In White Paper

Chicago, IL – May 18, 2020

The market for mergers and acquisitions is sheltering in place but may poke its head out as the country slowly emerges from lock down.

In this time of economic disruption caused by the global health crisis, a perfect storm has hit the deal market.  How long it lasts is anybody’s guess, but for the moment most buyers and sellers are taking a pause while societies and economies sort through the current situation.

The deal market hates uncertainty, and the current market provides loads of it.  To begin with, concerns over personal safety have created logistical roadblocks to closing deals.  With non-essential travel curtailed, many sellers have tried to compensate with video conference presentations and virtual facility tours.  Those have proven to be a helpful but imperfect substitute for in person meetings and visits.  Few buyers are willing to close on an acquisition based on a drone tour of a site.

Adding to the travel disruption is the impact of the restrictions on economic performance.  Most companies who do not benefit directly from the health crisis have seen their financial performance decline.  It has been very difficult to forecast revenue and profitability in this environment.  While a seller of a business may have faith that their business will eventually return, potential buyers – who would not know the business as well as the owner/seller – are taking a more conservative view.  Both sides recognize this gap in expectations.  In response, both sides are putting things on pause until there is more clarity in the financial outlook of individual companies and the market as a whole.
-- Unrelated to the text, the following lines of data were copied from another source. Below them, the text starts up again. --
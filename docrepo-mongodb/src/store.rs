use async_trait::async_trait;
use futures::TryStreamExt;
use bson::{Bson, Document, doc, oid::ObjectId};
use mongodb::{
    Client, Collection as MongoCollection,
    options::{ClientOptions, FindOptions, ReturnDocument},
};
use docrepo_core::{
    backend::{StoreBackend, StoreBackendBuilder},
    error::{RepositoryError, RepositoryResult},
    normalize::STORE_ID_FIELD,
    query::FindRequest,
};


#[derive(Debug)]
pub struct MongoDbStore {
    client: Client,
    database: String,
}

impl MongoDbStore {
    pub fn new(client: Client, database: String) -> Self {
        Self { client, database }
    }

    pub fn builder(dsn: &str, database: &str) -> MongoDbStoreBuilder {
        MongoDbStoreBuilder::new(dsn, database)
    }

    pub fn database(&self) -> &str {
        &self.database
    }

    fn get_collection(&self, collection_name: &str) -> MongoCollection<Document> {
        self.client
            .database(&self.database)
            .collection(collection_name)
    }

    fn find_options(request: &FindRequest) -> FindOptions {
        let mut options = FindOptions::default();

        options.sort = request.sort_document();
        options.projection = request.projection_document();
        options.limit = request.limit
            .filter(|limit| *limit > 0)
            .map(|limit| i64::try_from(limit).unwrap_or(i64::MAX));

        if request.skip > 0 {
            options.skip = Some(request.skip);
        }

        options
    }
}

#[async_trait]
impl StoreBackend for MongoDbStore {
    async fn insert_document(&self, document: Document, collection: &str) -> RepositoryResult<ObjectId> {
        let result = self.get_collection(collection)
            .insert_one(document)
            .await
            .map_err(|e| RepositoryError::Backend(e.to_string()))?;

        match result.inserted_id {
            Bson::ObjectId(id) => Ok(id),
            other => Err(RepositoryError::Backend(format!(
                "expected an ObjectId {}, got {}",
                STORE_ID_FIELD,
                other,
            ))),
        }
    }

    async fn find_documents(&self, request: FindRequest, collection: &str) -> RepositoryResult<Vec<Document>> {
        let options = Self::find_options(&request);

        self.get_collection(collection)
            .find(request.filter)
            .with_options(options)
            .await
            .map_err(|e| RepositoryError::Backend(e.to_string()))?
            .try_collect::<Vec<Document>>()
            .await
            .map_err(|e| RepositoryError::Backend(e.to_string()))
    }

    async fn find_one(&self, filter: Document, collection: &str) -> RepositoryResult<Option<Document>> {
        self.get_collection(collection)
            .find_one(filter)
            .await
            .map_err(|e| RepositoryError::Backend(e.to_string()))
    }

    async fn find_one_and_update(
        &self,
        filter: Document,
        set: Document,
        collection: &str,
    ) -> RepositoryResult<Option<Document>> {
        self.get_collection(collection)
            .find_one_and_update(filter, doc! { "$set": set })
            .return_document(ReturnDocument::After)
            .await
            .map_err(|e| RepositoryError::Backend(e.to_string()))
    }

    async fn delete_one(&self, filter: Document, collection: &str) -> RepositoryResult<u64> {
        Ok(
            self.get_collection(collection)
                .delete_one(filter)
                .await
                .map_err(|e| RepositoryError::Backend(e.to_string()))?
                .deleted_count
        )
    }

    async fn shutdown(self) -> RepositoryResult<()> {
        self.client.shutdown().await;

        Ok(())
    }
}

pub struct MongoDbStoreBuilder {
    dsn: String,
    database: String,
}

impl MongoDbStoreBuilder {
    pub fn new(dsn: &str, database: &str) -> Self {
        Self {
            dsn: dsn.to_string(),
            database: database.to_string(),
        }
    }
}

#[async_trait]
impl StoreBackendBuilder for MongoDbStoreBuilder {
    type Backend = MongoDbStore;

    async fn build(self) -> RepositoryResult<Self::Backend> {
        tracing::info!(database = %self.database, "connecting to mongodb");

        Ok(MongoDbStore::new(
            Client::with_options(
                ClientOptions::parse(&self.dsn)
                    .await
                    .map_err(|e| RepositoryError::Initialization(e.to_string()))?,
            )
            .map_err(|e| RepositoryError::Initialization(e.to_string()))?,
            self.database,
        ))
    }
}
//! Normalization of stored values for outward exposure.
//!
//! Store-native types are rewritten into transport-friendly ones:
//!
//! - `ObjectId` and UUID binaries render as their canonical string form
//! - BSON date-times render as UTC ISO-8601 strings with millisecond precision
//! - BSON replication timestamps become ordinary BSON date-times
//! - arrays are normalized element-wise, recursively
//!
//! Everything else passes through unchanged. The store's `_id` key is renamed
//! to `id` on whole documents.

use bson::{Binary, Bson, DateTime, Document, Timestamp, Uuid, spec::BinarySubtype};
use chrono::{SecondsFormat, Utc};

/// The store's internal identifier key.
pub const STORE_ID_FIELD: &str = "_id";
/// The identifier key exposed on normalized documents.
pub const PUBLIC_ID_FIELD: &str = "id";

/// Formats a UTC timestamp as ISO-8601 with millisecond precision, e.g.
/// `2024-03-01T12:30:00.250+00:00`.
pub fn format_datetime(value: &chrono::DateTime<Utc>) -> String {
    value.to_rfc3339_opts(SecondsFormat::Millis, false)
}

/// Normalizes a single value, recursing into arrays.
pub fn normalize_value(value: &Bson) -> Bson {
    match value {
        Bson::ObjectId(oid) => Bson::String(oid.to_hex()),
        Bson::DateTime(dt) => Bson::String(format_datetime(&dt.to_chrono())),
        Bson::Timestamp(ts) => Bson::DateTime(timestamp_to_datetime(ts)),
        Bson::Binary(binary) => match binary_uuid(binary) {
            Some(uuid) => Bson::String(uuid.to_string()),
            None => value.clone(),
        },
        Bson::Array(items) => Bson::Array(
            items
                .iter()
                .map(normalize_value)
                .collect()
        ),
        _ => value.clone(),
    }
}

/// Normalizes every top-level value of a document and renames `_id` to `id`.
pub fn normalize_document(document: &Document) -> Document {
    document
        .iter()
        .map(|(key, value)| {
            let key = match key.as_str() {
                STORE_ID_FIELD => PUBLIC_ID_FIELD.to_string(),
                _ => key.clone(),
            };
            let normalized = normalize_value(value);
            tracing::trace!(key = %key, original = %value, normalized = %normalized, "normalized field");

            (key, normalized)
        })
        .collect()
}

fn timestamp_to_datetime(ts: &Timestamp) -> DateTime {
    DateTime::from_millis(i64::from(ts.time) * 1000)
}

fn binary_uuid(binary: &Binary) -> Option<Uuid> {
    if binary.subtype != BinarySubtype::Uuid {
        return None;
    }

    let bytes: [u8; 16] = binary.bytes.as_slice().try_into().ok()?;
    Some(Uuid::from_bytes(bytes))
}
Recessionary pressure on economic performance has reduced the amount of capital available for acquisitions.  Many corporate buyers with strong balance sheets are conserving cash in order to ensure that they make it through the crisis.  Banks and finance companies, who lend money to support acquisitions, are dealing with increased defaults and other issues in their existing loan portfolios.  Their primary focus is working through those troubled loans.  In most cases, any new lending has been put on hold, or if there is a willingness to make new loans, the bar has risen considerably.

Is the market completely shut down?  Not entirely.  Many deals are still pushing forward, usually at a slower pace.  But activity is down.  Based on our firm’s own experience and a non-scientific poll of other deal makers, we estimate that from late March through early May, about 80%-90% of deals went on hold or were otherwise disrupted.  So far in May, we have not noticed a significant pickup in activity.

There are three key factors that will help the deal market return.  One is an easing of travel restrictions, which has already begun.  The second is greater clarity on the financial and economic outlook.  We are seeing anecdotal evidence from some of our clients who have experienced an uptick in sales activity in the first half of May.  We will want to see that continue and expand more broadly across the market.  The third factor is a return of the debt markets.  That is more likely to follow a return of financial stability.

We remain optimistic that activity will begin to return this summer unless the health restrictions tighten again.  Until then, buyers and sellers will need to be patient.